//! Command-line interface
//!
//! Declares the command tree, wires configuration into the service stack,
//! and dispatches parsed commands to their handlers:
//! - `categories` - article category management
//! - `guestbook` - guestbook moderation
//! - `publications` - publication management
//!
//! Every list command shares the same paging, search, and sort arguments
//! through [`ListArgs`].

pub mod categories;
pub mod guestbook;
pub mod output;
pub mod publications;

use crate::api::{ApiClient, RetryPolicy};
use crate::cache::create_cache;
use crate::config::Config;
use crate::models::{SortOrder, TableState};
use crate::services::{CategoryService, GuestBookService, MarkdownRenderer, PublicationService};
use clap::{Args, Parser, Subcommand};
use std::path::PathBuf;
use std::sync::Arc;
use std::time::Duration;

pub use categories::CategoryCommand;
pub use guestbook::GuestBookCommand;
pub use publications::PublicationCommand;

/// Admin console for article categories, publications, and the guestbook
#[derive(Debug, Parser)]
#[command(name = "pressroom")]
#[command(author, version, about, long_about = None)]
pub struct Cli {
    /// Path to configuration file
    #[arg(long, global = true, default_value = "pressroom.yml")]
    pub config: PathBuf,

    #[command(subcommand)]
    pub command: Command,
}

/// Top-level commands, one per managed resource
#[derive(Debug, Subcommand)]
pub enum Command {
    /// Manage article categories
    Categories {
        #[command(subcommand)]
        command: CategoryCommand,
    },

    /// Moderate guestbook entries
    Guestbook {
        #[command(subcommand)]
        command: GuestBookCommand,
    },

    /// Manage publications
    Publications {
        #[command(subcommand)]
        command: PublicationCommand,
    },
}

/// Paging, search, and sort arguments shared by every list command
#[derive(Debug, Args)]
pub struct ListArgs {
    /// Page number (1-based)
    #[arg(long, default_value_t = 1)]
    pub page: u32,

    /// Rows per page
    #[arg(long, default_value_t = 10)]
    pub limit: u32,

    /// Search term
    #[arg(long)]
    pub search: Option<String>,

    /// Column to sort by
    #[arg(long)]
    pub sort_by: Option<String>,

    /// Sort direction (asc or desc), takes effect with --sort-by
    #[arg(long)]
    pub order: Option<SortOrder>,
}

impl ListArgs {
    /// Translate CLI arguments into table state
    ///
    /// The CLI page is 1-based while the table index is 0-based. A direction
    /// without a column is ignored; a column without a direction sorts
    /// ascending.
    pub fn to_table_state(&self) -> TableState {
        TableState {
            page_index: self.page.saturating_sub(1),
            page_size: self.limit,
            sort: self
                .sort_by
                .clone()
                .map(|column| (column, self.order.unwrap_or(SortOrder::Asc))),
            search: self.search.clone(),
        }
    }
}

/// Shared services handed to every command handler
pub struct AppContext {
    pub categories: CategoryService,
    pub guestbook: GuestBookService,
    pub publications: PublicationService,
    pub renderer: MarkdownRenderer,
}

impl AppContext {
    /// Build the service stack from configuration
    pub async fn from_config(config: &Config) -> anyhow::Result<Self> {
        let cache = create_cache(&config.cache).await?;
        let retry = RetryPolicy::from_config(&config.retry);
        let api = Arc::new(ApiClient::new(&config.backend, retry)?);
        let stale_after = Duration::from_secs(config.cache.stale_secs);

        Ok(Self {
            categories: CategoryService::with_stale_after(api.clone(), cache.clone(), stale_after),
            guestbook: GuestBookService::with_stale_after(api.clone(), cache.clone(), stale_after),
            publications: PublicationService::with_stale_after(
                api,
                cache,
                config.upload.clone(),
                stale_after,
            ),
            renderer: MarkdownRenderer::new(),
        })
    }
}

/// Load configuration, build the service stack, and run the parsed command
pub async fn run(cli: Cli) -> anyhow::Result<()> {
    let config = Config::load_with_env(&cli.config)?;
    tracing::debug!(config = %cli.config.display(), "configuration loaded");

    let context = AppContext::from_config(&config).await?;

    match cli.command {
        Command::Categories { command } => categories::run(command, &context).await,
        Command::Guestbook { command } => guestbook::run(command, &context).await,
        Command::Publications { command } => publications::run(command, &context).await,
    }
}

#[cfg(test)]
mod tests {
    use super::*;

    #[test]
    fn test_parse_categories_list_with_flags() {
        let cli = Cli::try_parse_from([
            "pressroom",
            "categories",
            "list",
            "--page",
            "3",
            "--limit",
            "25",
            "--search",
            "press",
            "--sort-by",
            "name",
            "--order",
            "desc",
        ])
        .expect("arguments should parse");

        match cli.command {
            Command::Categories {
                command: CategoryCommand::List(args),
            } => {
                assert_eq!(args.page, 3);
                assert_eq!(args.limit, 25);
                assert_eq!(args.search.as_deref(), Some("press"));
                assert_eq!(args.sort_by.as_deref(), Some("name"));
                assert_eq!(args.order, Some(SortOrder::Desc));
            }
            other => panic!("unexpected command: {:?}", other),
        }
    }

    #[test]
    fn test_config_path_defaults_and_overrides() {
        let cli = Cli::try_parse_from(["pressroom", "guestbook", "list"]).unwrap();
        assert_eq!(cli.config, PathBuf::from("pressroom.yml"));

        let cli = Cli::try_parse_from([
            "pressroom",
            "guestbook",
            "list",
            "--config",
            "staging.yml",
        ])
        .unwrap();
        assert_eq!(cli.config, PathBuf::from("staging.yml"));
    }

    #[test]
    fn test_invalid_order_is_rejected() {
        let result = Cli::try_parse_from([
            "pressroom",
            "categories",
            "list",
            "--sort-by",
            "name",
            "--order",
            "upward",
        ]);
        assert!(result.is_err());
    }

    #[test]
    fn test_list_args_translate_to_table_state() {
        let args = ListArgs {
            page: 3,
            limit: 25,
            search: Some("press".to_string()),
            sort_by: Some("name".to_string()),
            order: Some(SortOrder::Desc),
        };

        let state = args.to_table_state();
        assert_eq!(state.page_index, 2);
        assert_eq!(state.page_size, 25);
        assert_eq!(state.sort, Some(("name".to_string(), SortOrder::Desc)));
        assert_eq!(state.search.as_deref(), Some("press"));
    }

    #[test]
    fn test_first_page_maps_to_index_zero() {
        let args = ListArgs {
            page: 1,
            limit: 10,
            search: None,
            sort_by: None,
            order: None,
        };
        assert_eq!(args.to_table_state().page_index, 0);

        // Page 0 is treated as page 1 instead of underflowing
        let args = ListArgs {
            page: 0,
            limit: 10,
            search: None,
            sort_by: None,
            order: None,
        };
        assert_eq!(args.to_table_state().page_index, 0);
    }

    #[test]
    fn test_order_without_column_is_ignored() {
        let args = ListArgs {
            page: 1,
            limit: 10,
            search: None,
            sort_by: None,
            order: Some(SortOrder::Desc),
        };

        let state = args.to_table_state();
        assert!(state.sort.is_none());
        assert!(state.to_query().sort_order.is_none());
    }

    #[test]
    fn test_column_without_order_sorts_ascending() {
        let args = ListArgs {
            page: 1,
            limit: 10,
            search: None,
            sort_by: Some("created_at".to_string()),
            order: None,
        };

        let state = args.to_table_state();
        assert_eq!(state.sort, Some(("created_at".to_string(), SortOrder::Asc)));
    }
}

» Aim of the task
Output the data in full, exactly as it stands.

» Response to the task
//! Command-line interface
//!
//! Declares the command tree, wires configuration into the service stack,
//! and dispatches parsed commands to their handlers:
//! - `categories` - article category management
//! - `guestbook` - guestbook moderation
//! - `publications` - publication management
//!
//! Every list command shares the same paging, search, and sort arguments
//! through [`ListArgs`].

pub mod categories;
pub mod guestbook;
pub mod output;
pub mod publications;

use crate::api::{ApiClient, RetryPolicy};
use crate::cache::create_cache;
use crate::config::Config;
use crate::models::{SortOrder, TableState};
use crate::services::{CategoryService, GuestBookService, MarkdownRenderer, PublicationService};
use clap::{Args, Parser, Subcommand};
use std::path::PathBuf;
use std::sync::Arc;
use std::time::Duration;

pub use categories::CategoryCommand;
pub use guestbook::GuestBookCommand;
pub use publications::PublicationCommand;

/// Admin console for article categories, publications, and the guestbook
#[derive(Debug, Parser)]
#[command(name = "pressroom")]
#[command(author, version, about, long_about = None)]
pub struct Cli {
    /// Path to configuration file
    #[arg(long, global = true, default_value = "pressroom.yml")]
    pub config: PathBuf,

    #[command(subcommand)]
    pub command: Command,
}

/// Top-level commands, one per managed resource
#[derive(Debug, Subcommand)]
pub enum Command {
    /// Manage article categories
    Categories {
        #[command(subcommand)]
        command: CategoryCommand,
    },

    /// Moderate guestbook entries
    Guestbook {
        #[command(subcommand)]
        command: GuestBookCommand,
    },

    /// Manage publications
    Publications {
        #[command(subcommand)]
        command: PublicationCommand,
    },
}

/// Paging, search, and sort arguments shared by every list command
#[derive(Debug, Args)]
pub struct ListArgs {
    /// Page number (1-based)
    #[arg(long, default_value_t = 1)]
    pub page: u32,

    /// Rows per page
    #[arg(long, default_value_t = 10)]
    pub limit: u32,

    /// Search term
    #[arg(long)]
    pub search: Option<String>,

    /// Column to sort by
    #[arg(long)]
    pub sort_by: Option<String>,

    /// Sort direction (asc or desc), takes effect with --sort-by
    #[arg(long)]
    pub order: Option<SortOrder>,
}

impl ListArgs {
    /// Translate CLI arguments into table state
    ///
    /// The CLI page is 1-based while the table index is 0-based. A direction
    /// without a column is ignored; a column without a direction sorts
    /// ascending.
    pub fn to_table_state(&self) -> TableState {
        TableState {
            page_index: self.page.saturating_sub(1),
            page_size: self.limit,
            sort: self
                .sort_by
                .clone()
                .map(|column| (column, self.order.unwrap_or(SortOrder::Asc))),
            search: self.search.clone(),
        }
    }
}

/// Shared services handed to every command handler
pub struct AppContext {
    pub categories: CategoryService,
    pub guestbook: GuestBookService,
    pub publications: PublicationService,
    pub renderer: MarkdownRenderer,
}

impl AppContext {
    /// Build the service stack from configuration
    pub async fn from_config(config: &Config) -> anyhow::Result<Self> {
        let cache = create_cache(&config.cache).await?;
        let retry = RetryPolicy::from_config(&config.retry);
        let api = Arc::new(ApiClient::new(&config.backend, retry)?);
        let stale_after = Duration::from_secs(config.cache.stale_secs);

        Ok(Self {
            categories: CategoryService::with_stale_after(api.clone(), cache.clone(), stale_after),
            guestbook: GuestBookService::with_stale_after(api.clone(), cache.clone(), stale_after),
            publications: PublicationService::with_stale_after(
                api,
                cache,
                config.upload.clone(),
                stale_after,
            ),
            renderer: MarkdownRenderer::new(),
        })
    }
}

/// Load configuration, build the service stack, and run the parsed command
pub async fn run(cli: Cli) -> anyhow::Result<()> {
    let config = Config::load_with_env(&cli.config)?;
    tracing::debug!(config = %cli.config.display(), "configuration loaded");

    let context = AppContext::from_config(&config).await?;

    match cli.command {
        Command::Categories { command } => categories::run(command, &context).await,
        Command::Guestbook { command } => guestbook::run(command, &context).await,
        Command::Publications { command } => publications::run(command, &context).await,
    }
}

#[cfg(test)]
mod tests {
    use super::*;

    #[test]
    fn test_parse_categories_list_with_flags() {
        let cli = Cli::try_parse_from([
            "pressroom",
            "categories",
            "list",
            "--page",
            "3",
            "--limit",
            "25",
            "--search",
            "press",
            "--sort-by",
            "name",
            "--order",
            "desc",
        ])
        .expect("arguments should parse");

        match cli.command {
            Command::Categories {
                command: CategoryCommand::List(args),
            } => {
                assert_eq!(args.page, 3);
                assert_eq!(args.limit, 25);
                assert_eq!(args.search.as_deref(), Some("press"));
                assert_eq!(args.sort_by.as_deref(), Some("name"));
                assert_eq!(args.order, Some(SortOrder::Desc));
            }
            other => panic!("unexpected command: {:?}", other),
        }
    }

    #[test]
    fn test_config_path_defaults_and_overrides() {
        let cli = Cli::try_parse_from(["pressroom", "guestbook", "list"]).unwrap();
        assert_eq!(cli.config, PathBuf::from("pressroom.yml"));

        let cli = Cli::try_parse_from([
            "pressroom",
            "guestbook",
            "list",
            "--config",
            "staging.yml",
        ])
        .unwrap();
        assert_eq!(cli.config, PathBuf::from("staging.yml"));
    }

    #[test]
    fn test_invalid_order_is_rejected() {
        let result = Cli::try_parse_from([
            "pressroom",
            "categories",
            "list",
            "--sort-by",
            "name",
            "--order",
            "upward",
        ]);
        assert!(result.is_err());
    }

    #[test]
    fn test_list_args_translate_to_table_state() {
        let args = ListArgs {
            page: 3,
            limit: 25,
            search: Some("press".to_string()),
            sort_by: Some("name".to_string()),
            order: Some(SortOrder::Desc),
        };

        let state = args.to_table_state();
        assert_eq!(state.page_index, 2);
        assert_eq!(state.page_size, 25);
        assert_eq!(state.sort, Some(("name".to_string(), SortOrder::Desc)));
        assert_eq!(state.search.as_deref(), Some("press"));
    }

    #[test]
    fn test_first_page_maps_to_index_zero() {
        let args = ListArgs {
            page: 1,
            limit: 10,
            search: None,
            sort_by: None,
            order: None,
        };
        assert_eq!(args.to_table_state().page_index, 0);

        // Page 0 is treated as page 1 instead of underflowing
        let args = ListArgs {
            page: 0,
            limit: 10,
            search: None,
            sort_by: None,
            order: None,
        };
        assert_eq!(args.to_table_state().page_index, 0);
    }

    #[test]
    fn test_order_without_column_is_ignored() {
        let args = ListArgs {
            page: 1,
            limit: 10,
            search: None,
            sort_by: None,
            order: Some(SortOrder::Desc),
        };

        let state = args.to_table_state();
        assert!(state.sort.is_none());
        assert!(state.to_query().sort_order.is_none());
    }

    #[test]
    fn test_column_without_order_sorts_ascending() {
        let args = ListArgs {
            page: 1,
            limit: 10,
            search: None,
            sort_by: Some("created_at".to_string()),
            order: None,
        };

        let state = args.to_table_state();
        assert_eq!(state.sort, Some(("created_at".to_string(), SortOrder::Asc)));
    }
}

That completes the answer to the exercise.